Of course, we only know that Charlotte Bronte authored Jane Eyre because she revealed that fact. Had she chosen to remain anonymous, no one would know that Jane Eyre “relates” to Charlotte Bronte.

The problem with the decision is that it fails to consider NJPRA’s purpose: to provide students with “reasonable privacy.” N.J.S.A. 18A:36-19. That goal is fulfilled by de-identifying student records. Beyond our state courts, numerous federal courts have also held that a de-identified record no longer “relates” to an individual student and is thus no longer exempt under FERPA.

The Appellate Division’s decision is overbroad. It will exempt any and all settlement agreements relating to students. This means the public will have no way of monitoring how its school board is spending money. Did the school board pay its own attorneys $200k to fight a trip-and-fall suit worth $10k? The public will have no way to know, because now those settlements have now been rendered categorically exempt—despite the fact that the lawsuit itself was publicly filed and available through a courts record request.

School boards will no doubt utilize the L.R. decision to exempt all sorts of records. Was an individual student discussed in a closed session? If so, a school board will no doubt try to use L.R. to justify non-disclosure of those minutes—even though redaction would suffice to protect the student’s privacy.

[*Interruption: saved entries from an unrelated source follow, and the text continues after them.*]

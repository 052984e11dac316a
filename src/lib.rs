////////////////////////////////////////////////////////////////////////////////
// This file is part of "Altair", an embeddable scripting programming         //
// language platform.                                                         //
//                                                                            //
// This work is free software, distributed under the terms of the MIT         //
// license, as published in the LICENSE file of the source code distribution. //
//                                                                            //
// This work is provided "as is", without any warranties, express or implied, //
// except where such disclaimers are legally invalid.                         //
////////////////////////////////////////////////////////////////////////////////

//! # Altair Runtime Type System
//!
//! This crate implements the runtime type layer of the Altair embeddable
//! scripting platform: the dynamically-typed value model shared between the
//! script interpreter and the host application.
//!
//! The interpreter erases static types. Member calls, operator applications,
//! and conversions all dispatch through the
//! [type descriptor](runtime::ScriptType) attached to a
//! [value cell](runtime::Cell). The crate provides:
//!
//!  - The [Cell](runtime::Cell) value object: a payload, its type
//!    descriptor, and a type-locked flag that controls how precisely
//!    overload resolution must match the value.
//!
//!  - The descriptor protocol: construction, dynamic and static member
//!    dispatch, a bidirectional [conversion](runtime::convert) protocol,
//!    and a closed [operator set](runtime::Operator).
//!
//!  - The nine [built-in types](builtins): Int, Real, Bool, Char, String,
//!    Null, List, Hash, and Structure, each implementing the protocol with
//!    exact coercion and operator rules.
//!
//!  - The [interop bridge](interop): an explicit member registry over host
//!    types with scoring-based overload resolution, declared context
//!    injection, and write-once call-site caching.
//!
//! ## Quick start
//!
//! ```
//! use altair::runtime::{Cell, Context};
//!
//! let mut cx = Context::new();
//!
//! let list = Cell::from(vec![Cell::from(1i64), Cell::from(2i64)]);
//! let item = Cell::from(3i64);
//!
//! // List addition allocates a new list, appending a non-list operand
//! // as a single element.
//! let sum = list.add(&mut cx, &item).unwrap();
//!
//! assert_eq!(sum.list_items().unwrap().len(), 3);
//! ```
//!
//! The layer is synchronous and re-entrant: each call runs to completion on
//! the caller's thread and may recursively re-enter the layer. The caller
//! owns the [execution context](runtime::Context).

pub(crate) mod report;

pub mod builtins;
pub mod interop;
pub mod runtime;
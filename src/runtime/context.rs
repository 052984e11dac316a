////////////////////////////////////////////////////////////////////////////////
// This file is part of "Altair", an embeddable scripting programming         //
// language platform.                                                         //
//                                                                            //
// This work is free software, distributed under the terms of the MIT         //
// license, as published in the LICENSE file of the source code distribution. //
//                                                                            //
// This work is provided "as is", without any warranties, express or implied, //
// except where such disclaimers are legally invalid.                         //
////////////////////////////////////////////////////////////////////////////////

use compact_str::CompactString;

use crate::runtime::{RuntimeError, RuntimeResult};

/// The default limit of recursive re-entries into the type layer.
pub const DEFAULT_CALL_DEPTH: usize = 512;

/// The caller-owned execution context of the type layer.
///
/// Every protocol operation is synchronous: it runs to completion on the
/// caller's thread and may recursively re-enter the layer (an operator
/// implementation calling back into dynamic dispatch, a reference slot
/// delegating to its held value). The context tracks that recursion and
/// fails the call when it exceeds the configured depth limit, which keeps
/// cyclic value graphs from overflowing the native stack.
///
/// Host functions registered in the [interop registry](crate::interop)
/// receive the context as their first parameter and may use it to call
/// back into the layer.
///
/// ```
/// use altair::runtime::Context;
///
/// let mut cx = Context::new();
///
/// assert_eq!(cx.depth(), 0);
/// ```
pub struct Context {
    depth: usize,
    limit: usize,
}

impl Default for Context {
    #[inline(always)]
    fn default() -> Self {
        Self::new()
    }
}

impl Context {
    /// Creates a context with the [default](DEFAULT_CALL_DEPTH) recursion
    /// limit.
    #[inline(always)]
    pub fn new() -> Self {
        Self::with_call_depth(DEFAULT_CALL_DEPTH)
    }

    /// Creates a context with a custom recursion limit.
    #[inline(always)]
    pub fn with_call_depth(limit: usize) -> Self {
        Self { depth: 0, limit }
    }

    /// The current recursion depth. Zero outside of any protocol call.
    #[inline(always)]
    pub fn depth(&self) -> usize {
        self.depth
    }

    pub(crate) fn enter(&mut self, site: &str) -> RuntimeResult<()> {
        if self.depth >= self.limit {
            return Err(RuntimeError::InvalidCall {
                receiver: CompactString::from(site),
                name: CompactString::new(""),
                message: CompactString::from("the call recursion limit has been exceeded"),
            });
        }

        self.depth += 1;

        Ok(())
    }

    pub(crate) fn leave(&mut self) {
        self.depth = self.depth.saturating_sub(1);
    }
}

#[cfg(test)]
mod tests {
    use super::*;

    #[test]
    fn test_depth_guard() {
        let mut cx = Context::with_call_depth(2);

        cx.enter("a").unwrap();
        cx.enter("b").unwrap();

        let overflow = cx.enter("c").unwrap_err();

        assert!(overflow.is_invalid_call());

        cx.leave();
        cx.leave();

        assert_eq!(cx.depth(), 0);
    }
}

The Appellate Division recognized that this case is worthy of Supreme Court review and stayed its decision. Hopefully, the Supreme Court will restore a common sense approach that protects the privacy of students, but also permits the public to provide financial oversight over school boards. In other words, redaction can simultaneously advance the NJPRA’s goal of ensuring a student’s reasonable privacy and OPRA’s goal of promoting transparency.